The National Association of Landscape Professionals (NALP) issued a legislative alert regarding 2, 4-D.
2,4-D, a chemical found in some herbicides used in the landscape industry, was recently reviewed by the International Agency for Research on Cancer (IARC). The group rated 2,4-D as 2B – a possible carcinogen. The 2,4-D Research Task Force responded, saying “the IARC classification of 2,4-D as a “2B – possible” carcinogen is at odds with comprehensive cancer reviews completed by health and safety regulators worldwide.” “No regulatory agency in the world considers 2,4-D to be a carcinogen,” said Dr. Julie Goodman, an epidemiologist, board certified toxicologist and consultant to the 2,4-D Research Task Force. The IARC is an agency associated with the World Health Organization (WHO) that creates working groups to periodically consider lifestyles, workplaces, and compounds that may have carcinogenicity potential. The IARC working groups are made up of scientists from a variety of backgrounds and disciplines. Over the course of one week, IARC working group members consider a selection of literature and provide a rating for the cancerous risk of a certain pesticide. Here is an example of their scoring.
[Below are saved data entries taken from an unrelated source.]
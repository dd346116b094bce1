/// The mutable part of a parse session.
///
/// A parser owns exactly one state. States are cloned to take a checkpoint and
/// copied back with [`ParseState::copy_from`] to restore it, which lets richer
/// states (e.g. carrying a nesting depth) plug into the same parser.
pub trait ParseState: Clone + std::fmt::Debug {
    /// Returns the cursor position. Not validated.
    fn position(&self) -> isize;

    /// Moves the cursor. Any value is accepted; out-of-range positions only
    /// fail when an element is read there.
    fn set_position(&mut self, position: isize);

    /// Overwrites this state with the contents of `other`.
    fn copy_from(&mut self, other: &Self);
}

/// The default parser state: a signed cursor position.
///
/// The position is signed so callers can step before the start of the input
/// without a failing setter.
#[derive(Debug, Clone, Copy, PartialEq, Eq, Hash, Default)]
pub struct ParserState {
    position: isize,
}

impl ParserState {
    /// Creates a state at position 0.
    pub fn new() -> Self {
        Self::default()
    }

    /// Creates a state at the given position.
    pub fn at(position: isize) -> Self {
        Self { position }
    }
}

impl ParseState for ParserState {
    fn position(&self) -> isize {
        self.position
    }

    fn set_position(&mut self, position: isize) {
        self.position = position;
    }

    fn copy_from(&mut self, other: &Self) {
        self.position = other.position;
    }
}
Position on the IARC Review of 2,4-D
NALP and its members are just as concerned as the public that the products they use every day are as safe as possible. Experienced landscape professionals are knowledgeable about how to choose and apply inputs. Applicators are licensed and regulated by state and federal laws, and the products they use are also subject to government review and regulation. We support the use of EPA and State approved products when used according to manufacturer specifications. We have confidence in the EPA scientists and other world regulatory agencies whose job it is to review all data, new and old, and require continued evaluation to assure that the products on the market can be used safely. The IARC’s new hazard ranking of 2,4-D as 2B, puts it in the same hazard category as things like aloe vera, coffee and pickled vegetables. We support the EPA’s current position on 2,4-D’s safety.
The IARC, the International Agency for Research on Cancer, is not a regulatory agency like the EPA, it is an international research group.
The IARC’s ranking of 2,4-D as “2B – a possible carcinogen” does not mean that 2,4-D causes or is even likely to cause cancer in people. The IARC ranks substances based on potential hazards, they have assigned its 2B grouping to many other common products including aloe vera, coffee and pickled vegetables.
The World Health Organization’s agency responsible for conducting risk assessments of pesticides for regulatory purposes has been reviewing pesticides since 1963 and has reviewed 2,4-D five times and has concluded that there is no evidence of carcinogenicity.
Based on 70 years of ongoing and continually updated scientific study, all pesticide regulatory agencies say that 2,4-D may be used safely according to label instructions.
The IARC in its own statement said “However, epidemiological studies did not find strong or consistent increases in risk of Non-Hodgkin’s Lymphoma or other cancers in relation to 2,4-D exposure …”
Lawn care applicators are state licensed and they are just as concerned as customers that the products they use every day are the safest possible. They are knowledgeable about how to apply EPA approved products.